Já no que respeita ao impacto nos pequenos negócios (e na certeza de que foram grandes esses impactos), é crucial accionar, em primeiro lugar, as apólices de seguro multirriscos, que possam cobrir danos desta natureza. Adicionalmente, as empresas podem apresentar reclamações junto da distribuidora de energia eléctrica, detalhando os prejuízos sofridos e anexando as provas documentais relevantes (facturas de compra, estimativas de perdas, etc.). Caso não se obtenha uma resposta adequada, a via judicial poderá ser considerada para conseguir uma indemnização pelos danos causados, mediante seja provado o nexo de causalidade entre a falha de energia e os prejuízos.

Quanto aos contratos de prestação de serviços de energia, telecomunicações ou transportes, importa verificar os mesmos, pois podem prever cláusulas de compensação em caso de interrupção do serviço. É fundamental analisar as condições contratuais e os regulamentos sectoriais estabelecidos por entidades como a Entidade Reguladora dos Serviços Energéticos – ERSE (para o sector energético) e a Autoridade Nacional de Comunicações – ANACOM (para as comunicações electrónicas), que definem padrões de qualidade de serviço e potenciais compensações. E, já que falamos em comunicações electrónicas, fica ainda um alerta em relação à segurança dos dados e ao cumprimento do Regulamento Geral sobre a Protecção  dos mesmos (RGPD): organizações, empresas, trabalhadores e clientes deverão permanecer atentos, pois uma situação como a que ocorreu, cuja causa ainda está a ser devidamente apurada, também acarreta potenciais riscos no campo da cibersegurança.

Por fim, no que concerne à responsabilidade civil do Estado e das concessionárias, esta poderá ser accionada nos termos dos artigos 483.º e seguintes do Código Civil, caso se prove que a falha de energia resultou de uma acção ou omissão ilícita e culposa destas entidades e que os danos sofridos são uma consequência directa dessa falha. A demonstração da culpa e do nexo de causalidade em apagões de grande escala pode, no entanto, ser um desafio significativo em processos judiciais.

Estes são apenas alguns exemplos, acompanhados de conselhos que podem fazer a diferença no momento de se tomar uma decisão sobre qual a atitude a adoptar.
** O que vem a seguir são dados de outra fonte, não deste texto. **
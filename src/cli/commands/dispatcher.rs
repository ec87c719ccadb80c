//! Command dispatching.
//!
//! This module provides the core command infrastructure:
//! - [`Command`] trait for implementing commands
//! - [`CommandResult`] for uniform result reporting
//! - [`CommandDispatcher`] for routing CLI subcommands

use crate::cli::args::{Cli, Commands};
use crate::error::Result;
use crate::installers::{InstallContext, InstallerRegistry};
use crate::ui::UserInterface;

/// Trait for command implementations.
///
/// Each CLI subcommand implements this trait to provide its execution logic.
pub trait Command {
    /// Execute the command.
    ///
    /// # Arguments
    ///
    /// * `ui` - User interface for displaying output and prompts
    ///
    /// # Returns
    ///
    /// A [`CommandResult`] carrying the exit code.
    fn execute(&self, ui: &mut dyn UserInterface) -> Result<CommandResult>;
}

/// Result of command execution.
#[derive(Debug)]
pub struct CommandResult {
    /// Exit code to use (0 for success, non-zero for failure).
    pub exit_code: i32,
}

impl CommandResult {
    /// Create a successful result.
    pub fn success() -> Self {
        Self { exit_code: 0 }
    }

    /// Process exit status; codes outside `0..=255` become 1.
    pub fn exit_status(&self) -> u8 {
        u8::try_from(self.exit_code).unwrap_or(1)
    }
}

/// Dispatches CLI commands to their implementations.
pub struct CommandDispatcher<'a> {
    registry: &'a InstallerRegistry,
    ctx: InstallContext<'a>,
}

impl<'a> CommandDispatcher<'a> {
    /// Create a dispatcher over a registry and install context.
    pub fn new(registry: &'a InstallerRegistry, ctx: InstallContext<'a>) -> Self {
        Self { registry, ctx }
    }

    /// Dispatch and execute a command.
    ///
    /// Routes the CLI subcommand to the appropriate command implementation
    /// and executes it.
    pub fn dispatch(&self, cli: &Cli, ui: &mut dyn UserInterface) -> Result<CommandResult> {
        match &cli.command {
            Some(Commands::Version) => super::version::VersionCommand.execute(ui),
            Some(Commands::Completions(args)) => {
                let cmd = super::completions::CompletionsCommand::new(args.clone());
                cmd.execute(ui)
            }
            None => {
                let cmd = super::prompt::PromptCommand::new(self.registry, self.ctx);
                cmd.execute(ui)
            }
        }
    }
}
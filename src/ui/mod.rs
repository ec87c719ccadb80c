//! Interactive user interface components.
//!
//! This module provides:
//! - [`UserInterface`] trait for UI abstraction
//! - [`TerminalUI`] for interactive terminal usage
//! - [`NonInteractiveUI`] for CI/headless environments
//! - [`MockUI`] for tests
//! - Prompts, the hourglass spinner, and the theme
//!
//! # Example
//!
//! ```
//! use prepare::ui::{create_ui, OutputMode};
//!
//! // Use non-interactive mode for testability
//! let mut ui = create_ui(false, OutputMode::Quiet);
//! ui.success("Setup complete!");
//! ```

pub mod mock;
pub mod non_interactive;
pub mod output;
pub mod prompts;
pub mod spinner;
pub mod terminal;
pub mod theme;

pub use mock::{MockSpinner, MockUI, SpinnerStatus};
pub use non_interactive::NonInteractiveUI;
pub use output::OutputMode;
pub use prompts::prompt_user;
pub use spinner::{hourglass_frame, HourglassSpinner};
pub use terminal::{create_ui, TerminalUI};
pub use theme::{should_use_colors, PrepareTheme};

use crate::error::Result;

/// Trait for user interface interactions.
///
/// This trait allows mocking the UI in tests.
pub trait UserInterface {
    /// Display a message to the user.
    fn message(&mut self, msg: &str);

    /// Display a success message.
    fn success(&mut self, msg: &str);

    /// Display a warning message.
    fn warning(&mut self, msg: &str);

    /// Display an error message.
    fn error(&mut self, msg: &str);

    /// Show a prompt and get user input.
    fn prompt(&mut self, prompt: &Prompt) -> Result<PromptResult>;

    /// Start a spinner for an operation.
    fn start_spinner(&mut self, message: &str) -> Box<dyn SpinnerHandle>;
}

/// Handle for controlling a spinner.
pub trait SpinnerHandle {
    /// Stop the animation and show a success line.
    fn finish_success(&mut self, msg: &str);

    /// Stop the animation and show an error line.
    fn finish_error(&mut self, msg: &str);
}

/// A prompt to show to the user.
#[derive(Debug, Clone)]
pub struct Prompt {
    /// Unique key for the prompt (used for overrides and test responses).
    pub key: String,
    /// The question to display.
    pub question: String,
    /// The type of prompt.
    pub prompt_type: PromptType,
    /// Confirm default if the user just presses enter ("yes"/"no").
    pub default: Option<String>,
}

/// The type of prompt.
#[derive(Debug, Clone)]
pub enum PromptType {
    /// Yes/no confirmation.
    Confirm,
    /// Select multiple from a list of options.
    MultiSelect {
        options: Vec<PromptOption>,
        /// Values pre-checked when the prompt opens.
        defaults: Vec<String>,
    },
}

/// An option in a select prompt.
#[derive(Debug, Clone)]
pub struct PromptOption {
    /// Display label.
    pub label: String,
    /// Value returned when selected.
    pub value: String,
    /// Secondary text shown next to the label.
    pub hint: Option<String>,
}

/// Result of a prompt.
#[derive(Debug, Clone, PartialEq)]
pub enum PromptResult {
    /// Boolean result from confirm.
    Bool(bool),
    /// Selected values from multi-select.
    Strings(Vec<String>),
}

impl PromptResult {
    /// Get as bool if this is a Bool result.
    pub fn as_bool(&self) -> Option<bool> {
        match self {
            Self::Bool(b) => Some(*b),
            Self::Strings(_) => None,
        }
    }

    /// Take the selected values; empty for a Bool result.
    pub fn into_strings(self) -> Vec<String> {
        match self {
            Self::Strings(v) => v,
            Self::Bool(_) => Vec::new(),
        }
    }
}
Até porque, tendo o apagão afectado o país inteiro, estou certa de que a diversidade de situação jamais poderá vir a caber num artigo. Seja como for, dias como este deixam-nos “iluminados” (permitam-me o trocadilho) quanto à urgência de haver um reforço da literacia jurídica, quanto ao facto de este trabalho ser uma prioridade e quanto à necessidade de este objectivo passar a estar contemplado no nosso percurso educativo. Sendo eu jurista e bastonária de uma Ordem de juristas, até poderá parecer que isto é um contra-senso e que, ao defender mais e melhor conhecimento ao alcance do cidadão, estou a tirar trabalho aos nossos profissionais. Mas não, pelo contrário. Não hesito quando tenho de afirmar que cidadãos mais informados estarão sempre mais capacitados para identificar as situações em que precisam de apoio especializado, bem como para detectar o que possa ser procuradoria ilícita. E isto é válido quando falamos de indivíduos, confrontados com questões de cariz jurídico do início ao final da vida, inclusive nos momentos do nascimento e da morte, mas também quando em causa estão empresas, detentoras de personalidade jurídica e feitas de recursos humanos. Pessoas.
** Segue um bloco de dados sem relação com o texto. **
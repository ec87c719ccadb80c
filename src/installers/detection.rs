//! Presence checks for installable tools.

use std::path::Path;

use crate::config::HostConfig;

/// How to tell whether a tool is already installed.
///
/// Every check reads the host snapshot or the filesystem and has no side
/// effects, so it can be re-evaluated each time a menu is rendered.
#[derive(Debug, Clone, PartialEq, Eq)]
pub enum Detection {
    /// A binary resolvable on `PATH`.
    OnPath(String),

    /// An environment variable that is set (possibly empty).
    EnvVar(String),

    /// An absolute filesystem path that exists.
    PathExists(String),

    /// Any of the nested checks passing is sufficient.
    Any(Vec<Detection>),
}

impl Detection {
    /// Binary lookup on `PATH`.
    pub fn on_path(binary: &str) -> Self {
        Self::OnPath(binary.to_string())
    }

    /// Environment variable presence.
    pub fn env_var(name: &str) -> Self {
        Self::EnvVar(name.to_string())
    }

    /// Filesystem existence.
    pub fn path_exists(path: &str) -> Self {
        Self::PathExists(path.to_string())
    }

    /// Evaluate the check against the host.
    ///
    /// Lookup failures of any kind count as "not installed".
    pub fn is_satisfied(&self, host: &HostConfig) -> bool {
        let found = match self {
            Detection::OnPath(binary) => host.find_binary(binary).is_some(),
            Detection::EnvVar(name) => host.has_var(name),
            Detection::PathExists(path) => Path::new(path).exists(),
            Detection::Any(checks) => checks.iter().any(|c| c.is_satisfied(host)),
        };

        if !matches!(self, Detection::Any(_)) {
            tracing::debug!("Detection {:?}: {}", self, found);
        }
        found
    }
}
//! Built-in installers, in menu order.

use std::path::Path;

use crate::shell::CommandSpec;

use super::{Detection, Installer, PostInstallStep, StepAction};

const HOMEBREW_INSTALL_SCRIPT: &str =
    "$(curl -fsSL https://raw.githubusercontent.com/Homebrew/install/HEAD/install.sh)";

const OH_MY_ZSH_INSTALL_SCRIPT: &str =
    "$(curl -fsSL https://raw.github.com/ohmyzsh/ohmyzsh/master/tools/install.sh)";

/// Present on Apple silicon Macs with Rosetta 2 installed.
const ROSETTA_RUNTIME: &str = "/Library/Apple/usr/libexec/oah/libRosettaRuntime";

const ZSH_PLUGINS: [&str; 2] = [
    "https://github.com/zsh-users/zsh-autosuggestions.git",
    "https://github.com/zsh-users/zsh-syntax-highlighting.git",
];

const ITERM_BLOCK: &str = "\nexport TERMINAL=\"iterm\"\n";

const ZSHRC_BLOCK: &str = r#"
# Zsh plugins
plugins=(
    git
    docker
    nvm
    go
    zsh-autosuggestions
    zsh-syntax-highlighting
)

alias zc="code ~/.zshrc"
alias rr="source ~/.zshrc && clear && echo 'Zsh configuration reloaded.'"
"#;

const NVM_BLOCK: &str = r#"

# NVM initialization script
export NVM_DIR="$HOME/.nvm"
[ -s "$NVM_DIR/nvm.sh" ] && \. "$NVM_DIR/nvm.sh"  # This loads nvm
[ -s "$NVM_DIR/bash_completion" ] && \. "$NVM_DIR/bash_completion"  # This loads nvm bash_completion
"#;

const PYENV_BLOCK: &str = r#"

# Pyenv
export PYENV_ROOT="$HOME/.pyenv"
[[ -d $PYENV_ROOT/bin ]] && export PATH="$PYENV_ROOT/bin:$PATH"
eval "$(pyenv init -)"
eval "$(pyenv init --path)"
"#;

const NODE_LTS_SCRIPT: &str = "source $(brew --prefix nvm)/nvm.sh && nvm install --lts";

const PYTHON_LATEST_SCRIPT: &str = "pyenv install $(pyenv install --list | grep -v - | tail -1) \
     && pyenv global $(pyenv install --list | grep -v - | tail -1)";

/// All built-in installers in menu order.
pub fn builtin_installers() -> Vec<Installer> {
    vec![
        homebrew(),
        iterm2(),
        zsh(),
        vscode(),
        brew_only("Git", "This option will install Git.", "git", "git"),
        brew_only(
            "Go",
            "This option will install latest version of Go.",
            "go",
            "go",
        ),
        brew_only(
            ".NET SDK",
            "This option will install latest version of .NET SDK.",
            "dotnet",
            "dotnet-sdk",
        ),
        nvm(),
        python(),
        docker(),
    ]
}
Perante tudo isto, resta-nos tirar ensinamentos do que vivemos no passado dia 28 de Abril. E, além do kit de SOS com, entre outros elementos, lanterna, pilhas e rádio, apostar ainda num kit jurídico. Do Direito do Consumo ao Direito do Trabalho, passando por outros como o da Família e Tributário, são apenas, mais uma vez, exemplos de áreas em que, para não ficarmos às escuras, os conhecimentos básicos deveriam estar sempre à mão e prontos para utilização imediata. Na esperança de que não voltemos a passar por outro apagão, mas na certeza de que os desafios são permanentes (e surpreendentes), optemos então por prevenir com calma e segurança, em vez de remediar com receios e riscos.